** HOW TO COMPLETE THIS TASK **
Nothing but an exact copy is wanted here: the line with "let first = self.line(from.line);" and all the lines that follow it in the entries below.

** PROVIDED RECORDS **
══════
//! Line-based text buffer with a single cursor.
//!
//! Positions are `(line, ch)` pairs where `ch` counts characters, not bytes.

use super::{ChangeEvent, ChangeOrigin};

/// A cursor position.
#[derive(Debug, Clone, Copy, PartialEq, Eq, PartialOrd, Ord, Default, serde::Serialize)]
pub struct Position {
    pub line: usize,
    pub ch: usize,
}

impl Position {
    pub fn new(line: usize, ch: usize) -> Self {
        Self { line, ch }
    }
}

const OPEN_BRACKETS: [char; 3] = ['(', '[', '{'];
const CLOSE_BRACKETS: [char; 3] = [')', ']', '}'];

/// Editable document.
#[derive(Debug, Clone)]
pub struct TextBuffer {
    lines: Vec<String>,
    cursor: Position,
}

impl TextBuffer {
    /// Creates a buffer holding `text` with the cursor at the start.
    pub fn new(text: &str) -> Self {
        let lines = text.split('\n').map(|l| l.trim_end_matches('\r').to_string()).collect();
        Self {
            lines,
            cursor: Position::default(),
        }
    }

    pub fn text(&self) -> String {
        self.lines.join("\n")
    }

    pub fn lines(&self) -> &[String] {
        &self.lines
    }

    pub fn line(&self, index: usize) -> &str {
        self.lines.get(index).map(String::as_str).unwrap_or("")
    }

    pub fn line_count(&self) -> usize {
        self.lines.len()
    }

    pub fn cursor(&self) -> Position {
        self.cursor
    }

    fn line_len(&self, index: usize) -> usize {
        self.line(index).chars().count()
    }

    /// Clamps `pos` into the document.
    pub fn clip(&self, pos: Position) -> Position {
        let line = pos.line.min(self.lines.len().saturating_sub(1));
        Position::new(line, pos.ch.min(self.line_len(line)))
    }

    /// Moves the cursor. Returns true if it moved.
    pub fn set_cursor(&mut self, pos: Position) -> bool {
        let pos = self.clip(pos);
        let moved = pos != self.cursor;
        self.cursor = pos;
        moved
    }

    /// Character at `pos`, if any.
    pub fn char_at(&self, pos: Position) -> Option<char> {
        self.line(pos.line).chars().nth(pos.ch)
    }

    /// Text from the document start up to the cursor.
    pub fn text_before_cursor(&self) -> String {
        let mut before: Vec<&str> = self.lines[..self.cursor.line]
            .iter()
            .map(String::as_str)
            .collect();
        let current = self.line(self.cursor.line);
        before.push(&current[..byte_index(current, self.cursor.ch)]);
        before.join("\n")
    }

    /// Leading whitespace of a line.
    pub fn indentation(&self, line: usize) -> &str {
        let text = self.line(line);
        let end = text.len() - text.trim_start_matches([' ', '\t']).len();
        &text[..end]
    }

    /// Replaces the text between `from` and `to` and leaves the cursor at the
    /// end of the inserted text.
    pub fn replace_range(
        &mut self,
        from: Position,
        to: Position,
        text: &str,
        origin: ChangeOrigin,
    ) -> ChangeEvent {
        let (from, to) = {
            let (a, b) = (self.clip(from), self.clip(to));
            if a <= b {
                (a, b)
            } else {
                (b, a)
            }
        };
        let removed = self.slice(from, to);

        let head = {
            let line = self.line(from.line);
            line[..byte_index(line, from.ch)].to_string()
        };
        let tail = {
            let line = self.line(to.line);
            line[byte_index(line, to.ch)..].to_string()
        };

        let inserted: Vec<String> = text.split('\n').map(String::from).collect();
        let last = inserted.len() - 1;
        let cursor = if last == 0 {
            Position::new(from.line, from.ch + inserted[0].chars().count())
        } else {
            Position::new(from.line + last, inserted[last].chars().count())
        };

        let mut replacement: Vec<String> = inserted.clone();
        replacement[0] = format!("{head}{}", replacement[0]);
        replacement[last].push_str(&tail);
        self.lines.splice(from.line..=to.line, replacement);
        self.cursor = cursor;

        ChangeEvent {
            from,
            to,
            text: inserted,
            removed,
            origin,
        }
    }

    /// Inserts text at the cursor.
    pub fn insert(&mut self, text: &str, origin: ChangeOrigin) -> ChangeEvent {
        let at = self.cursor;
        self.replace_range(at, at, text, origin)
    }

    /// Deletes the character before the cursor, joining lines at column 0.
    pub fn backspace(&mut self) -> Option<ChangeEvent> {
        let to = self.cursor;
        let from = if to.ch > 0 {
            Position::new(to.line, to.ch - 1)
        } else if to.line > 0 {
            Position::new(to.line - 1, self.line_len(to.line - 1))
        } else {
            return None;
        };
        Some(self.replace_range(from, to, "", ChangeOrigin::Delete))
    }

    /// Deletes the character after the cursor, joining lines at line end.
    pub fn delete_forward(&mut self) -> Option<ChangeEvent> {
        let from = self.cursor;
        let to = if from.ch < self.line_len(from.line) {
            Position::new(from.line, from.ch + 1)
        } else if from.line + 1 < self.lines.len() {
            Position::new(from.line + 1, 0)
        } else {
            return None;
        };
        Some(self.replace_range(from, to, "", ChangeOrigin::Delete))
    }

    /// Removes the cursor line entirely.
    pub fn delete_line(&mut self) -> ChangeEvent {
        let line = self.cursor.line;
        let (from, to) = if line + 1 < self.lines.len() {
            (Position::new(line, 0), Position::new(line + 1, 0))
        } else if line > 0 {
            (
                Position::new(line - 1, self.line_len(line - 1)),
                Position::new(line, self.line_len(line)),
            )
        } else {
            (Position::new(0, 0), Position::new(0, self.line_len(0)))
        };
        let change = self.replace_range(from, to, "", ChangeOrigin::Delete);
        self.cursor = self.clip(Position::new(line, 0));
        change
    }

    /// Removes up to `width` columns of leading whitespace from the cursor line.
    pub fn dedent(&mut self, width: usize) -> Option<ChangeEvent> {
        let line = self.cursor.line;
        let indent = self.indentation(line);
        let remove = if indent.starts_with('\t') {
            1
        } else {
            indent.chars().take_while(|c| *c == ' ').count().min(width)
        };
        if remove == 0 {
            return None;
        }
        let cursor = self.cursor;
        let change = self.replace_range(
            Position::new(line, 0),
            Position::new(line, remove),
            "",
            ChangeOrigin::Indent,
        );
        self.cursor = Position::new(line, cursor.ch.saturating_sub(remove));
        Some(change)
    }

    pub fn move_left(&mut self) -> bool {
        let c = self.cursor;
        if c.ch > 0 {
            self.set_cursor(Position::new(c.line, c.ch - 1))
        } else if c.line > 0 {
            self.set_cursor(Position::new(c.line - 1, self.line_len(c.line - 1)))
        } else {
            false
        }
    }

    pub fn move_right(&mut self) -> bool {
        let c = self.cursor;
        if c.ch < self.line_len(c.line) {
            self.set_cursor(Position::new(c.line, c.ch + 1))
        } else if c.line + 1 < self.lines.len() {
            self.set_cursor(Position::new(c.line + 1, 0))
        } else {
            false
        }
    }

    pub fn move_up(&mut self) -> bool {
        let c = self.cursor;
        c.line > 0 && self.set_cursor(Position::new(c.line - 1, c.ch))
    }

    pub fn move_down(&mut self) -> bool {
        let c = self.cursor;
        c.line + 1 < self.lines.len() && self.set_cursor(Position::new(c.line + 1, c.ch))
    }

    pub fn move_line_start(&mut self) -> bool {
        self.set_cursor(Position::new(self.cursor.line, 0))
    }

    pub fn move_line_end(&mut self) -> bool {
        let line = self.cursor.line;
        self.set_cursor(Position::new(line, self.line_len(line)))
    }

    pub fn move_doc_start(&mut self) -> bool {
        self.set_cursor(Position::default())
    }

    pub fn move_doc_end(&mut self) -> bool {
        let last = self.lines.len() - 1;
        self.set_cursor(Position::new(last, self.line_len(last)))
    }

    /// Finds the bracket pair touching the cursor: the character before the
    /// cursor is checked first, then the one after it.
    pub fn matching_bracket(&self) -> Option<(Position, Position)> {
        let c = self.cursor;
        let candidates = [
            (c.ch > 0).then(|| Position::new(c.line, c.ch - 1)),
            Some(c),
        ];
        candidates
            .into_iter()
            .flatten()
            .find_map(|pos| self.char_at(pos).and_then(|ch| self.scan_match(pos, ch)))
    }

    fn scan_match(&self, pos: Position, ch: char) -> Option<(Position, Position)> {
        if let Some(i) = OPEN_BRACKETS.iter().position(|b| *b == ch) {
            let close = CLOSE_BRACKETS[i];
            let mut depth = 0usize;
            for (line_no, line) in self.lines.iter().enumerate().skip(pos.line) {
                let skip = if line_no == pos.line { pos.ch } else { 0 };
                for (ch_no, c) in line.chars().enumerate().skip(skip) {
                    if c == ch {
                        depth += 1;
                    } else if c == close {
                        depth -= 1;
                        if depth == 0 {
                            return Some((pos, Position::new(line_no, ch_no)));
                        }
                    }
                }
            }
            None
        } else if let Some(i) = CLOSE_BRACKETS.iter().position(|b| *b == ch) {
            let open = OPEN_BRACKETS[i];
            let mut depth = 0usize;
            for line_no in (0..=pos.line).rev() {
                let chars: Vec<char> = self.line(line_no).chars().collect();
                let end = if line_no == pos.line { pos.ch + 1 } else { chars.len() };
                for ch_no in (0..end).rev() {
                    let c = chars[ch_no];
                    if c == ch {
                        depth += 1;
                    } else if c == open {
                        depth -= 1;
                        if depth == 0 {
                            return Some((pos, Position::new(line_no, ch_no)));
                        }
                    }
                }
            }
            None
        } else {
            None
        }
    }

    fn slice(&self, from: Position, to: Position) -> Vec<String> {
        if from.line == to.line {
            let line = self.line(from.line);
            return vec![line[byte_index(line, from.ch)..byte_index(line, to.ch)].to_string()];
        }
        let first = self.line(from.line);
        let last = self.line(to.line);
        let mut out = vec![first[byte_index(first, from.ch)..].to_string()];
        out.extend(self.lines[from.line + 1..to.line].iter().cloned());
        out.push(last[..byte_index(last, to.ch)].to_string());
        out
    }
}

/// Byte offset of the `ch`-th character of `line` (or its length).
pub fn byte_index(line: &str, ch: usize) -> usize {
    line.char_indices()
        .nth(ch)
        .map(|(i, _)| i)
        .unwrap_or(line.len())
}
══════
** ANSWER BOX **
        let first = self.line(from.line);
        let last = self.line(to.line);
        let mut out = vec![first[byte_index(first, from.ch)..].to_string()];
        out.extend(self.lines[from.line + 1..to.line].iter().cloned());
        out.push(last[..byte_index(last, to.ch)].to_string());
        out
    }
}

/// Byte offset of the `ch`-th character of `line` (or its length).
pub fn byte_index(line: &str, ch: usize) -> usize {
    line.char_indices()
        .nth(ch)
        .map(|(i, _)| i)
        .unwrap_or(line.len())
}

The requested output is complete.